Honor, gloria y doble nacionalidad
Duele este contraste entre la entrega de los de abajo, bomberos voluntarios incluidos, y la desidia y falta de previsión de muchos de los de arriba.
En estos días en que, según nuestro inefable ministro de Transportes y Movilidad Inaguantable (perdón, Sostenible), Óscar Puente, está todo tan "calentito", creo que todo es poco para rendir homenaje a Micea Spiridon, el mecánico rumano fallecido en el incendio de Tres Cantos cuando intentaba salvar de las llamas unos caballos que ni siquiera eran suyos. Eran de unos amigos. Cuando la cosa se puso fea, Micea Spiridon no se lo pensó dos veces. Le pidieron ayuda y dio toda la que tenía y más. Pagó su generosidad con la vida.
Duele este contraste entre la entrega de los de abajo, bomberos voluntarios incluidos, y la desidia y falta de previsión de muchos de los de arriba. Una y otra vez se repite la misma triste pauta: llega un incendio, o una DANA, o un apagón, y mientras la Administración se bloquea, ahogada en incompetencia y en burocracia, mientras los políticos se echan las culpas unos a otros sin asumir ninguna responsabilidad, el pueblo salva al pueblo, sí. Cursi pero cierto.
En este caso, el de Micea Spiridon –que ya perdió su propio taller de mecánico en otro incendio hace unos años, que deja viuda y dos hijos, y los vecinos están haciendo una colecta para ayudar a repatriar su cuerpo a Rumanía–, el contraste duele más porque nos obliga a revisar unas cuantas cosas que creemos tener clarísimas. Por ejemplo, quién se adapta a las "costumbres españolas" y es digno de vivir aquí.
No parece que las "costumbres españolas" sean un todo monolítico. Están las del ministro Puente y están las de la gente anónima que suple todas sus carencias. Micea Spiridon no era sólo uno de los nuestros. Era de los mejores de los nuestros. Un caballero español nacido en Rumanía. País con el que, por cierto, todavía no hemos firmado el convenio de doble nacionalidad prometido por otro ministro muy mejorable, José Luis Albares. La promesa es de hace dos años, pero aún no se ha cumplido.

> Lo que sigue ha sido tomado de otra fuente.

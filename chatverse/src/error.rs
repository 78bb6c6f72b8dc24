//! Client-facing error taxonomy.

use chatverse_proto::frame::ErrorKind;
use chatverse_proto::id::{RoomId, UserId};
use chatverse_proto::message::ValidationError;

/// Errors surfaced to callers of the client API.
///
/// Clone and equality are derived so rejected intents can be replayed
/// into events and asserted on directly in tests.
#[derive(Debug, Clone, PartialEq, Eq, thiserror::Error)]
pub enum ClientError {
    /// The session is missing or the credentials were rejected.
    #[error("authentication failed: {0}")]
    Auth(String),

    /// A referenced room, message, or user does not exist.
    #[error("not found: {0}")]
    NotFound(String),

    /// The user attempted an operation in a room they do not belong to.
    #[error("user {user} is not a member of room {room}")]
    NotMember { user: UserId, room: RoomId },

    /// The backend link is down and the intent could not be delivered.
    #[error("connection error: {0}")]
    Connection(String),

    /// An optimistic intent was rejected or raced with a conflicting one.
    #[error("conflict: {0}")]
    Conflict(String),

    /// Message content failed validation before leaving the client.
    #[error("validation failed: {0}")]
    Validation(#[from] ValidationError),
}

impl ClientError {
    /// Builds a client error from a backend rejection frame.
    ///
    /// `user` is the local session user and `room` the room echoed back
    /// in the rejection, when present.
    #[must_use]
    pub fn from_rejection(
        kind: ErrorKind,
        reason: &str,
        user: &UserId,
        room: Option<&RoomId>,
    ) -> Self {
        match kind {
            ErrorKind::Auth => Self::Auth(reason.to_string()),
            ErrorKind::NotFound => Self::NotFound(reason.to_string()),
            ErrorKind::Conflict => Self::Conflict(reason.to_string()),
            ErrorKind::NotMember => match room {
                Some(room) => Self::NotMember {
                    user: user.clone(),
                    room: room.clone(),
                },
                None => Self::Conflict(reason.to_string()),
            },
        }
    }
}
//! Property-based serialization tests for the wire protocol.
//!
//! Uses proptest to verify:
//! 1. Any valid `ClientFrame` survives encode → decode round-trip.
//! 2. Any valid `ServerFrame` survives encode → decode round-trip.
//! 3. Random bytes never cause a panic in `decode` (returns `Err` gracefully).
//! 4. Framed encode → decode round-trips correctly for any valid frame.

use proptest::prelude::*;
use uuid::Uuid;

use chatverse_proto::codec;
use chatverse_proto::frame::{ClientFrame, ErrorKind, ServerFrame};
use chatverse_proto::id::{CorrelationId, MessageId, RoomId, ServerSeq, Timestamp, UserId};
use chatverse_proto::message::{MessageContent, WireMessage};
use chatverse_proto::presence::PresenceStatus;

// --- Strategies for protocol types ---

/// Strategy for generating arbitrary `MessageId` values.
fn arb_message_id() -> impl Strategy<Value = MessageId> {
    any::<u128>().prop_map(|n| MessageId::from_uuid(Uuid::from_u128(n)))
}

/// Strategy for generating arbitrary `CorrelationId` values.
fn arb_correlation_id() -> impl Strategy<Value = CorrelationId> {
    any::<u128>().prop_map(|n| CorrelationId::from_uuid(Uuid::from_u128(n)))
}

/// Strategy for generating arbitrary `UserId` values.
fn arb_user_id() -> impl Strategy<Value = UserId> {
    "[a-z0-9-]{1,16}".prop_map(UserId::new)
}

/// Strategy for generating arbitrary `RoomId` values.
fn arb_room_id() -> impl Strategy<Value = RoomId> {
    "[a-z0-9-]{1,24}".prop_map(RoomId::new)
}

/// Strategy for generating arbitrary `Timestamp` values.
fn arb_timestamp() -> impl Strategy<Value = Timestamp> {
    any::<u64>().prop_map(Timestamp::from_millis)
}

/// Strategy for generating arbitrary `ServerSeq` values.
fn arb_server_seq() -> impl Strategy<Value = ServerSeq> {
    any::<u64>().prop_map(ServerSeq::new)
}

/// Strategy for generating arbitrary `MessageContent` values.
/// Uses non-empty strings to avoid validation failures during round-trip.
fn arb_message_content() -> impl Strategy<Value = MessageContent> {
    prop_oneof![
        "[^\x00]{1,512}".prop_map(MessageContent::Text),
        ("[a-z:/.]{1,64}", "[a-z._-]{1,32}")
            .prop_map(|(url, name)| MessageContent::File { url, name }),
        ("[a-z:/.]{1,64}", "[a-z._-]{1,32}")
            .prop_map(|(url, name)| MessageContent::Image { url, name }),
    ]
}

/// Strategy for generating arbitrary `WireMessage` values.
fn arb_wire_message() -> impl Strategy<Value = WireMessage> {
    (
        arb_message_id(),
        arb_room_id(),
        arb_user_id(),
        arb_timestamp(),
        arb_message_content(),
    )
        .prop_map(|(id, room_id, sender_id, timestamp, content)| WireMessage {
            id,
            room_id,
            sender_id,
            timestamp,
            content,
        })
}

/// Strategy for generating arbitrary `ClientFrame` values.
fn arb_client_frame() -> impl Strategy<Value = ClientFrame> {
    prop_oneof![
        (arb_room_id(), arb_correlation_id(), arb_message_content()).prop_map(
            |(room_id, correlation_id, content)| ClientFrame::MessageAppend {
                room_id,
                correlation_id,
                content,
            }
        ),
        (arb_message_id(), "[^\x00]{1,8}", arb_correlation_id()).prop_map(
            |(message_id, emoji, correlation_id)| ClientFrame::ReactionToggle {
                message_id,
                emoji,
                correlation_id,
            }
        ),
        (arb_room_id(), any::<bool>()).prop_map(|(room_id, is_typing)| {
            ClientFrame::TypingUpdate { room_id, is_typing }
        }),
    ]
}

/// Strategy for generating arbitrary `ErrorKind` values.
fn arb_error_kind() -> impl Strategy<Value = ErrorKind> {
    prop_oneof![
        Just(ErrorKind::Auth),
        Just(ErrorKind::NotFound),
        Just(ErrorKind::NotMember),
        Just(ErrorKind::Conflict),
    ]
}

/// Strategy for generating arbitrary `ServerFrame` values.
fn arb_server_frame() -> impl Strategy<Value = ServerFrame> {
    prop_oneof![
        (
            arb_room_id(),
            arb_wire_message(),
            prop::option::of(arb_correlation_id()),
            arb_server_seq(),
        )
            .prop_map(|(room_id, payload, correlation_id, server_seq)| {
                ServerFrame::MessageAppend {
                    room_id,
                    payload,
                    correlation_id,
                    server_seq,
                }
            }),
        (
            arb_room_id(),
            arb_message_id(),
            arb_user_id(),
            "[^\x00]{1,8}",
            prop::option::of(arb_correlation_id()),
            arb_server_seq(),
        )
            .prop_map(
                |(room_id, message_id, user_id, emoji, correlation_id, server_seq)| {
                    ServerFrame::ReactionToggle {
                        room_id,
                        message_id,
                        user_id,
                        emoji,
                        correlation_id,
                        server_seq,
                    }
                }
            ),
        (
            arb_user_id(),
            prop_oneof![Just(PresenceStatus::Online), Just(PresenceStatus::Offline)],
            prop::option::of(arb_timestamp()),
        )
            .prop_map(|(user_id, status, last_seen)| ServerFrame::PresenceUpdate {
                user_id,
                status,
                last_seen,
            }),
        (arb_room_id(), arb_user_id(), any::<bool>()).prop_map(
            |(room_id, user_id, is_typing)| ServerFrame::TypingUpdate {
                room_id,
                user_id,
                is_typing,
            }
        ),
        (
            arb_error_kind(),
            "[^\x00]{0,128}",
            prop::option::of(arb_correlation_id()),
            prop::option::of(arb_room_id()),
        )
            .prop_map(|(kind, reason, correlation_id, room_id)| ServerFrame::Error {
                kind,
                reason,
                correlation_id,
                room_id,
            }),
    ]
}

// --- Property tests ---

proptest! {
    /// Any valid ClientFrame survives an encode → decode round-trip.
    #[test]
    fn client_frame_round_trip(frame in arb_client_frame()) {
        let bytes = codec::encode(&frame).expect("encode should succeed");
        let decoded: ClientFrame = codec::decode(&bytes).expect("decode should succeed");
        prop_assert_eq!(frame, decoded);
    }

    /// Any valid ServerFrame survives an encode → decode round-trip.
    #[test]
    fn server_frame_round_trip(frame in arb_server_frame()) {
        let bytes = codec::encode(&frame).expect("encode should succeed");
        let decoded: ServerFrame = codec::decode(&bytes).expect("decode should succeed");
        prop_assert_eq!(frame, decoded);
    }

    /// Any valid frame survives a framed encode → decode round-trip.
    #[test]
    fn framed_round_trip(frame in arb_server_frame()) {
        let framed = codec::encode_framed(&frame).expect("encode_framed should succeed");
        let (decoded, consumed): (ServerFrame, usize) =
            codec::decode_framed(&framed).expect("decode_framed should succeed");
        prop_assert_eq!(&frame, &decoded);
        prop_assert_eq!(consumed, framed.len());
    }

    /// Every encoded client frame is a JSON object tagged by `type`.
    #[test]
    fn client_frame_is_tagged_json(frame in arb_client_frame()) {
        let bytes = codec::encode(&frame).expect("encode should succeed");
        let value: serde_json::Value =
            serde_json::from_slice(&bytes).expect("encoded frame is JSON");
        prop_assert!(value.get("type").is_some_and(serde_json::Value::is_string));
    }

    /// Random bytes never cause a panic when decoded — they return Err gracefully.
    #[test]
    fn random_bytes_decode_no_panic(bytes in prop::collection::vec(any::<u8>(), 0..512)) {
        // We don't care if it returns Ok or Err, just that it doesn't panic.
        let _ = codec::decode::<ServerFrame>(&bytes);
        let _ = codec::decode::<ClientFrame>(&bytes);
    }

    /// Random bytes never cause a panic when decoded as a framed message.
    #[test]
    fn random_bytes_decode_framed_no_panic(bytes in prop::collection::vec(any::<u8>(), 0..512)) {
        let _ = codec::decode_framed::<ServerFrame>(&bytes);
    }
}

Cuando yo era diputada de Ciudadanos en el Parlamento catalán, salía una vez de allí para irme a mi casa cuando vi a unos compañeros diputados de Vox tomándose un café en un bar cercano. Me invitaron a sentarme. Siempre tuvimos buena relación. Así sea porque yo soy de las que no cree en los cordones sanitarios…a la gente que no ha matado a nadie. ¿Se me entiende?
No hacer cordones sanitarios no implica estar de acuerdo en todo. Aquellos diputados de Vox, con los que compartía aprecio y respeto, quisieron preguntarme mi opinión – hace ya algunos añitos– sobre sus propios discursos respecto a la inmigración. "¿Tú crees que nos estamos pasando?", me preguntó el voxero con el que yo tenía más confianza. Sin dudar le contesté: "Pues sí, creo que os estáis pasando siete pueblos, una cosa es denunciar que la política migratoria es un desastre y que hay que ponerse serios con la inmigración irregular, otra muy distinta y, ya me perdonaréis, tirando a cafre, es criminalizar colectivos enteros".
Mis amigos voxeros defendieron su postura invocando el caso de un inmigrante irregular en Francia que había violado a una menor. "Esa violación sobraba", sentenciaron. Con razón. Pero yo contraargumenté: "Vale. Ahora imagínate que pasa lo contrario, que hay unos niños atrapados en una casa quemándose y va un inmigrante irregular y los rescata…¿qué dirás entonces?". Pensé que se enfadarían ante mi insolencia. Pues no. Uno de ellos golpeó la mesa y dijo: "¿Te puedes creer que eso ha pasado, también en Francia? Exactamente eso, unos niños en una casa en llamas, y va este irregular, trepa como un mono y los saca…¡qué tío!".
Bueno, pues la versión española de ese "qué tío" es el héroe rumano de Tres Cantos. En un mundo global ideal, tendría que ser posible quitarle la nacionalidad española a Óscar Puente y darle la doble nacionalidad a Micea Spiridon. Y a toda su familia. Ellos han puesto el honor y la gloria y nosotros deberíamos poner la gratitud. En las sociedades hiperconectadas, tendríamos que ir aprendiendo a hilar mucho más fino. A juzgar a la gente menos por de dónde viene y más por cómo vive aquí.